According to a fourth aspect of the present invention, in the thermal power control valve for a gas appliance according to the third aspect, the ignition interlocking means comprises:
When an ignition hole is actuated by activating the ignition means with an engagement hole provided in the lever and one end entering the engagement hole, the amount of gas supplied to the burner by pushing the inner surface of the engagement hole increases. The present invention is a valve for adjusting the thermal power of a gas appliance, which is constituted by a lever cam which operates in a direction in which the lever operates.

According to a fifth aspect of the present invention, in any one of the thermal power control valves for gas appliances described in the first to fourth aspects,
A plurality of gas supply holes are provided and communicate with each of a plurality of burners constituting the combustion section. A number of valve holes are provided corresponding to the plurality of gas supply holes, and the rotary valve is rotated. A thermal power control valve for a gas appliance, which is provided so as to communicate with each of the plurality of gas supply holes at a predetermined position.

According to a sixth aspect of the present invention, in any one of the thermal power control valves for a gas appliance according to the fifth aspect, the plurality of valve grooves have different lengths in the extending direction. This is an adjustment valve.

According to a seventh aspect of the present invention, there is provided the gas appliance according to any one of the sixth and seventh aspects, wherein a change amount of a cross-sectional area of the plurality of valve grooves is different. This is a thermal power control valve.

[0012]

BEST MODE FOR CARRYING OUT THE INVENTION Hereinafter, a valve 1 for adjusting a thermal power of a gas appliance according to an embodiment of the present invention will be described. The thermal power control valve 1 controls the thermal power of the double burner 10 as a combustion unit shown in FIG. Double burner 10
Is composed of an inner ring burner 10a and an outer ring burner 10b. The inner ring burner 10a and the outer ring burner 10b are provided with a plurality of gas discharge ports 12 arranged in a ring shape.
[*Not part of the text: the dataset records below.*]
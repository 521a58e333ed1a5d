//! Cookie helpers.
//!
//! Only two cookies exist: `sid` (session ID) and `oauth_state` (CSRF value
//! for the sign-in round trip), so `Cookie`/`Set-Cookie` are handled directly.

use axum::http::{header, HeaderMap};
use std::time::Duration;

/// Session cookie name.
pub const SESSION_COOKIE: &str = "sid";

/// OAuth CSRF state cookie name.
pub const STATE_COOKIE: &str = "oauth_state";

/// Lifetime of the `oauth_state` cookie.
pub const STATE_COOKIE_MAX_AGE: Duration = Duration::from_secs(10 * 60);

/// Read a cookie value from the request's `Cookie` headers.
#[must_use]
pub fn read_cookie<'a>(headers: &'a HeaderMap, name: &str) -> Option<&'a str> {
    headers
        .get_all(header::COOKIE)
        .iter()
        .filter_map(|value| value.to_str().ok())
        .flat_map(|value| value.split(';'))
        .filter_map(|pair| pair.trim().split_once('='))
        .find(|(key, _)| *key == name)
        .map(|(_, value)| value)
}

/// Build a `Set-Cookie` value: `HttpOnly; SameSite=Lax; Path=/`.
#[must_use]
pub fn set_cookie(name: &str, value: &str, max_age: Duration, secure: bool) -> String {
    let mut cookie = format!(
        "{name}={value}; HttpOnly; SameSite=Lax; Path=/; Max-Age={}",
        max_age.as_secs()
    );
    if secure {
        cookie.push_str("; Secure");
    }
    cookie
}

/// Build a `Set-Cookie` value that deletes `name`.
#[must_use]
pub fn expire_cookie(name: &str) -> String {
    format!("{name}=; HttpOnly; SameSite=Lax; Path=/; Max-Age=0")
}

#[cfg(test)]
#[allow(clippy::unwrap_used)]
mod tests {
    use super::*;

    #[test]
    fn test_read_cookie_among_several() {
        let mut headers = HeaderMap::new();
        headers.insert(header::COOKIE, "theme=dark; sid=abc-123".parse().unwrap());
        headers.append(header::COOKIE, "oauth_state=xyz".parse().unwrap());

        assert_eq!(read_cookie(&headers, SESSION_COOKIE), Some("abc-123"));
        assert_eq!(read_cookie(&headers, STATE_COOKIE), Some("xyz"));
        assert_eq!(read_cookie(&headers, "missing"), None);
    }

    #[test]
    fn test_set_cookie_attributes() {
        let cookie = set_cookie(SESSION_COOKIE, "v", Duration::from_secs(604_800), true);
        assert_eq!(
            cookie,
            "sid=v; HttpOnly; SameSite=Lax; Path=/; Max-Age=604800; Secure"
        );
        assert!(expire_cookie(SESSION_COOKIE).ends_with("Max-Age=0"));
    }
}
Reference numeral 3 denotes a valve body, in which a first valve chamber 2 and a second valve chamber 4 are formed. The first valve chamber 2 and the second valve chamber 4 extend in the axial direction of the valve body 3 (hereinafter, referred to as AB direction), and communicate with each other through a communication hole 6. Further, a gas inlet 5 is formed in the valve body 3, and the gas inlet 5 communicates with the first valve chamber 2. One end of a supply pipe 7 is connected to the gas inlet 5, and gas is introduced into the first valve chamber 2 via the supply pipe 7.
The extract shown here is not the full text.